If my child had gone into a hospital for a fairly commonplace surgery, suffered complications, and I’d been told afterwards that my baby was brain dead and would never wake up, I sure as hell would have some questions. I don’t know, I might even raise a fuss about the fact that I’d been calling for help while my child bled, feeling that something was wrong, yet getting no help until it was too late. I might need more than a couple days to digest the events. And yes, my views on faith and God might inform my choices, and I don’t think there is anything wrong with that anymore than it is for someone to make choices without belief in a god. Even after time, I might simply disagree with the hospital’s opinions. Brain death is a diagnosis, let’s not forget. There is room for disagreement.
Why was the hospital so intent on forcing this family to see things on the hospital’s terms, and on the hospital’s timeline? The situation was not at the point I’d think it was appropriate to legally compel the family to do anything. And let’s not forget that McMath suffered the bleeding and cardiac arrest while under the hospital’s care. Where are the ethics there? Where is the compassion? What kind of doctor tries to strong-arm a family into accepting a diagnosis?

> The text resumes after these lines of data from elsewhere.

//! 模块描述解析器
//!
//! 负责从 module.yaml 解析模块描述、校验描述内容，以及回写 `enabled` 标记。

use std::collections::{BTreeMap, BTreeSet};
use std::path::Path;

use serde::Deserialize;
use serde_yaml::{Mapping, Value};

use crate::module::constraint::VersionConstraint;
use crate::module::metadata::{DescriptorSource, ModuleDescriptor};
use crate::module::version::Version;
use crate::utils::{CoreError, Result};

/// 默认的模块描述文件名
pub const DESCRIPTOR_FILENAME: &str = "module.yaml";

/// 描述文件的原始结构
///
/// 所有字段都可省略，缺省值在 [`ModuleParser::parse_string`] 中补齐。
#[derive(Debug, Default, Deserialize)]
#[serde(default)]
struct DescriptorFile {
    id: Option<String>,
    name: Option<String>,
    description: Option<String>,
    version: Option<Version>,
    dependencies: ConstraintMap,
    optional_dependencies: ConstraintMap,
    conflicts: ConstraintMap,
    providers: Vec<String>,
    commands: Vec<String>,
    lazy: bool,
    route_triggers: BTreeSet<String>,
    enabled: Option<bool>,
}

/// 依赖声明的两种写法
///
/// ```yaml
/// dependencies:
///   users: "^1.0"
///   auth: 2.1        # 数字会按版本文本处理
///   mailer:          # 空值等同于 "*"
/// ```
///
/// 或只列出模块 ID（约束均为 `*`）：
///
/// ```yaml
/// dependencies: [users, auth]
/// ```
#[derive(Debug, Deserialize)]
#[serde(untagged)]
enum ConstraintMap {
    Map(BTreeMap<String, Value>),
    List(Vec<String>),
}

impl Default for ConstraintMap {
    fn default() -> Self {
        ConstraintMap::List(vec![])
    }
}

impl ConstraintMap {
    fn into_constraints(self, field: &str) -> std::result::Result<BTreeMap<String, String>, String> {
        match self {
            ConstraintMap::List(ids) => Ok(ids.into_iter().map(|id| (id, "*".to_string())).collect()),
            ConstraintMap::Map(entries) => entries
                .into_iter()
                .map(|(id, value)| {
                    let constraint = match value {
                        Value::Null => "*".to_string(),
                        Value::String(text) => text,
                        Value::Number(number) => number.to_string(),
                        other => {
                            return Err(format!(
                                "{} 中 '{}' 的版本约束必须是字符串, 实际为 {:?}",
                                field, id, other
                            ))
                        }
                    };
                    Ok((id, constraint))
                })
                .collect(),
        }
    }
}

/// 模块描述解析器
///
/// 提供从文件或字符串解析 module.yaml 的功能。
#[derive(Debug, Clone, Default)]
pub struct ModuleParser;

impl ModuleParser {
    /// 创建新的解析器实例
    pub fn new() -> Self {
        Self
    }

    /// 从文件解析模块描述
    ///
    /// # 参数
    ///
    /// * `path` - 描述文件路径
    /// * `module_dir` - 模块目录，未声明 `id` 时取其目录名
    ///
    /// # 错误
    ///
    /// 读取、解析或校验失败时返回 `InvalidDescriptor`，错误中包含文件路径。
    pub fn parse_file(path: &Path, module_dir: &Path) -> Result<ModuleDescriptor> {
        let content = std::fs::read_to_string(path).map_err(|e| CoreError::InvalidDescriptor {
            path: path.to_path_buf(),
            reason: e.to_string(),
        })?;

        Self::parse_string(&content, module_dir).map_err(|e| match e {
            CoreError::InvalidDescriptor { reason, .. } => CoreError::InvalidDescriptor {
                path: path.to_path_buf(),
                reason,
            },
            other => CoreError::InvalidDescriptor {
                path: path.to_path_buf(),
                reason: other.to_string(),
            },
        })
    }

    /// 从字符串解析模块描述
    ///
    /// 空文档视为所有字段取默认值。
    pub fn parse_string(content: &str, module_dir: &Path) -> Result<ModuleDescriptor> {
        let file: DescriptorFile = if content.trim().is_empty() {
            DescriptorFile::default()
        } else {
            serde_yaml::from_str(content)?
        };

        let invalid = |reason: String| CoreError::InvalidDescriptor {
            path: module_dir.to_path_buf(),
            reason,
        };

        let id = match file.id {
            Some(id) => id,
            None => dir_name(module_dir).ok_or_else(|| invalid("无法从目录名推断模块 ID".to_string()))?,
        };

        let descriptor = ModuleDescriptor {
            name: file.name.unwrap_or_else(|| id.clone()),
            description: file.description.unwrap_or_default(),
            version: file.version.unwrap_or_default(),
            dependencies: file.dependencies.into_constraints("dependencies").map_err(invalid)?,
            optional_dependencies: file
                .optional_dependencies
                .into_constraints("optional_dependencies")
                .map_err(invalid)?,
            conflicts: file.conflicts.into_constraints("conflicts").map_err(invalid)?,
            providers: file.providers,
            commands: file.commands,
            lazy: file.lazy,
            route_triggers: file.route_triggers,
            enabled: file.enabled.unwrap_or(true),
            location: module_dir.to_path_buf(),
            source: DescriptorSource::Manifest,
            id,
        };

        Self::validate(&descriptor)?;
        Ok(descriptor)
    }

    /// 校验模块描述
    ///
    /// 执行以下检查：
    /// - 模块 ID 格式
    /// - 每条依赖、可选依赖、冲突声明的约束语法
    /// - 不允许依赖或冲突自身
    /// - 路由前缀不能为空
    pub fn validate(descriptor: &ModuleDescriptor) -> Result<()> {
        let mut errors: Vec<String> = Vec::new();

        if !is_valid_module_id(&descriptor.id) {
            errors.push(format!(
                "模块 ID '{}' 格式无效，必须以字母开头，只允许字母、数字、下划线和连字符",
                descriptor.id
            ));
        }

        let declarations = [
            ("dependencies", &descriptor.dependencies),
            ("optional_dependencies", &descriptor.optional_dependencies),
            ("conflicts", &descriptor.conflicts),
        ];
        for (field, entries) in declarations {
            for (id, constraint) in entries {
                if id == &descriptor.id {
                    errors.push(format!("{} 中不能声明模块自身", field));
                }
                if let Err(e) = VersionConstraint::parse(constraint) {
                    errors.push(format!("{} 中 '{}' 的约束无效: {}", field, id, e));
                }
            }
        }

        if descriptor.route_triggers.iter().any(|prefix| prefix.is_empty()) {
            errors.push("route_triggers 中不能包含空前缀".to_string());
        }

        if errors.is_empty() {
            Ok(())
        } else {
            Err(CoreError::InvalidDescriptor {
                path: descriptor.location.clone(),
                reason: errors.join("; "),
            })
        }
    }

    /// 回写描述文件中的 `enabled` 标记
    ///
    /// 保留文件中的其他内容。文件不存在时（旧式标记模块）创建只包含
    /// `id` 和 `enabled` 的最小描述文件。
    pub fn write_enabled(path: &Path, module_id: &str, enabled: bool) -> Result<()> {
        let mut document = match std::fs::read_to_string(path) {
            Ok(content) if !content.trim().is_empty() => serde_yaml::from_str::<Value>(&content)?,
            Ok(_) => Value::Mapping(Mapping::new()),
            Err(e) if e.kind() == std::io::ErrorKind::NotFound => {
                let mut mapping = Mapping::new();
                mapping.insert(Value::from("id"), Value::from(module_id));
                Value::Mapping(mapping)
            }
            Err(e) => return Err(e.into()),
        };

        let mapping = document.as_mapping_mut().ok_or_else(|| CoreError::InvalidDescriptor {
            path: path.to_path_buf(),
            reason: "描述文件顶层必须是映射".to_string(),
        })?;
        mapping.insert(Value::from("enabled"), Value::from(enabled));

        std::fs::write(path, serde_yaml::to_string(&document)?)?;
        Ok(())
    }
}

/// 检查模块 ID 格式是否有效
///
/// 有效格式：字母开头，只包含字母、数字、下划线和连字符
pub fn is_valid_module_id(id: &str) -> bool {
    let mut chars = id.chars();
    match chars.next() {
        Some(first) if first.is_ascii_alphabetic() => {
            chars.all(|c| c.is_ascii_alphanumeric() || c == '_' || c == '-')
        }
        _ => false,
    }
}

fn dir_name(dir: &Path) -> Option<String> {
    dir.file_name()
        .and_then(|name| name.to_str())
        .map(str::to_string)
}

#[cfg(test)]
mod tests {
    use super::*;
    use tempfile::TempDir;

    #[test]
    fn test_parse_full_descriptor() {
        let yaml = r#"
id: blog
name: "博客"
description: "文章与评论"
version: 1.2.3
dependencies:
  users: "^1.0"
  auth: 2.1
optional_dependencies:
  search:
conflicts:
  legacy-blog: "*"
providers:
  - blog.posts
  - blog.comments
commands:
  - blog:publish
lazy: true
route_triggers:
  - /blog
"#;

        let descriptor = ModuleParser::parse_string(yaml, Path::new("/modules/blog")).unwrap();

        assert_eq!(descriptor.id, "blog");
        assert_eq!(descriptor.name, "博客");
        assert_eq!(descriptor.version, Version::new(1, 2, 3));
        assert_eq!(descriptor.dependencies["users"], "^1.0");
        assert_eq!(descriptor.dependencies["auth"], "2.1");
        assert_eq!(descriptor.optional_dependencies["search"], "*");
        assert_eq!(descriptor.conflicts["legacy-blog"], "*");
        assert_eq!(descriptor.providers, vec!["blog.posts", "blog.comments"]);
        assert_eq!(descriptor.commands, vec!["blog:publish"]);
        assert!(descriptor.lazy);
        assert!(descriptor.route_triggers.contains("/blog"));
        assert!(descriptor.enabled);
        assert_eq!(descriptor.source, DescriptorSource::Manifest);
        assert_eq!(descriptor.location(), Path::new("/modules/blog"));
    }

    #[test]
    fn test_defaults_from_directory() {
        let descriptor = ModuleParser::parse_string("", Path::new("/modules/users")).unwrap();

        assert_eq!(descriptor.id, "users");
        assert_eq!(descriptor.version, Version::new(1, 0, 0));
        assert!(descriptor.enabled);
        assert!(!descriptor.lazy);
        assert!(descriptor.dependencies.is_empty());
    }

    #[test]
    fn test_dependency_list_form() {
        let yaml = "dependencies: [users, auth]\n";
        let descriptor = ModuleParser::parse_string(yaml, Path::new("/modules/blog")).unwrap();

        assert_eq!(descriptor.dependencies.len(), 2);
        assert_eq!(descriptor.dependencies["users"], "*");
    }

    #[test]
    fn test_disabled_descriptor() {
        let descriptor =
            ModuleParser::parse_string("enabled: false\n", Path::new("/modules/blog")).unwrap();
        assert!(!descriptor.enabled);
    }

    #[test]
    fn test_invalid_version() {
        let result = ModuleParser::parse_string("version: 1.x\n", Path::new("/modules/blog"));
        assert!(result.is_err());
    }

    #[test]
    fn test_invalid_constraint() {
        let yaml = "dependencies:\n  users: \">=abc\"\n";
        let err = ModuleParser::parse_string(yaml, Path::new("/modules/blog")).unwrap_err();

        assert!(matches!(err, CoreError::InvalidDescriptor { .. }));
        assert!(err.to_string().contains("users"));
    }

    #[test]
    fn test_huge_constraint_operand_validates() {
        let yaml = "dependencies:\n  users: \"^18446744073709551615.0.0\"\n";
        let descriptor = ModuleParser::parse_string(yaml, Path::new("/modules/blog")).unwrap();
        assert_eq!(descriptor.dependencies["users"], "^18446744073709551615.0.0");
    }

    #[test]
    fn test_invalid_module_id() {
        let err = ModuleParser::parse_string("id: 123-blog\n", Path::new("/modules/blog")).unwrap_err();
        assert!(err.to_string().contains("格式无效"));
    }

    #[test]
    fn test_self_dependency_rejected() {
        let yaml = "id: blog\ndependencies:\n  blog: \"*\"\n";
        assert!(ModuleParser::parse_string(yaml, Path::new("/modules/blog")).is_err());
    }

    #[test]
    fn test_parse_file_names_path() {
        let dir = TempDir::new().unwrap();
        let module_dir = dir.path().join("blog");
        std::fs::create_dir(&module_dir).unwrap();
        let path = module_dir.join(DESCRIPTOR_FILENAME);
        std::fs::write(&path, "version: [1, 2]\n").unwrap();

        let err = ModuleParser::parse_file(&path, &module_dir).unwrap_err();
        match err {
            CoreError::InvalidDescriptor { path: reported, .. } => assert_eq!(reported, path),
            other => panic!("意外的错误: {:?}", other),
        }
    }

    #[test]
    fn test_write_enabled_preserves_fields() {
        let dir = TempDir::new().unwrap();
        let path = dir.path().join(DESCRIPTOR_FILENAME);
        std::fs::write(&path, "id: blog\nversion: 2.0.0\nenabled: true\n").unwrap();

        ModuleParser::write_enabled(&path, "blog", false).unwrap();

        let descriptor = ModuleParser::parse_file(&path, dir.path()).unwrap();
        assert_eq!(descriptor.id, "blog");
        assert_eq!(descriptor.version, Version::new(2, 0, 0));
        assert!(!descriptor.enabled);
    }

    #[test]
    fn test_write_enabled_creates_file() {
        let dir = TempDir::new().unwrap();
        let path = dir.path().join(DESCRIPTOR_FILENAME);

        ModuleParser::write_enabled(&path, "legacy", false).unwrap();

        let descriptor = ModuleParser::parse_file(&path, dir.path()).unwrap();
        assert_eq!(descriptor.id, "legacy");
        assert!(!descriptor.enabled);
    }

    #[test]
    fn test_is_valid_module_id() {
        assert!(is_valid_module_id("blog"));
        assert!(is_valid_module_id("blog-posts_2"));
        assert!(!is_valid_module_id(""));
        assert!(!is_valid_module_id("2blog"));
        assert!(!is_valid_module_id("blog posts"));
    }
}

I don’t know whether or not Jahi McMath is truly brain dead in the way that the hospital insists, or is something else in a way that the family’s current doctor insists. I know that if I believed my daughter was responding to me, I’d fight anyone who told me otherwise, and that would be a normal reaction. I think that talk of medical costs, ethics, and supposed corpses was entirely too early and robbed that family of something that can’t be quantified, during what is probably the hardest time of their lives. I hope that the McMath family finds strength, no matter what lies ahead of them.
Last year Jack Adcock, a little boy with Down syndrome, died because a doctor mistakenly thought the boy had a “do not resuscitate” (DNR) order. In fact, a later inquest has determined that his heart attack itself could have been prevented but for the substandard care he got leading up to the medical emergency. Frankly, these two stories feel very similar except that Adcock didn’t end up on a ventilator.
When I think about Adcock and McMath’s cases, I can’t help but wonder what kind of unconscious calculations went into their care. How much did disability, skin color, class, or education matter? One can’t dispute that studies show that these do impact health care accessibility and outcomes on the whole.
LP has sleep apnea. There is a good chance that we will consider having his tonsils and adenoids out in the next couple of years. So given that I might consider sending my son to the same hospital, for the same procedure as McMath had, I can’t help but wonder. How quickly would they come running if I called for help? How hard would they try to save him if something went wrong? If I resisted the hospital’s opinion of brain death, would I be treated with respect, or shoved out the door? Would I be called delusional, irrational, and selfish?
Some implications are not new to me, but I’m feeling them quite keenly. Financial considerations seem to trump human decency. Not everyone gets equal respect. Some life seems to slip through our hands a little faster, a little easier. Some life gets left in neglect. Some life gets pushed out the door.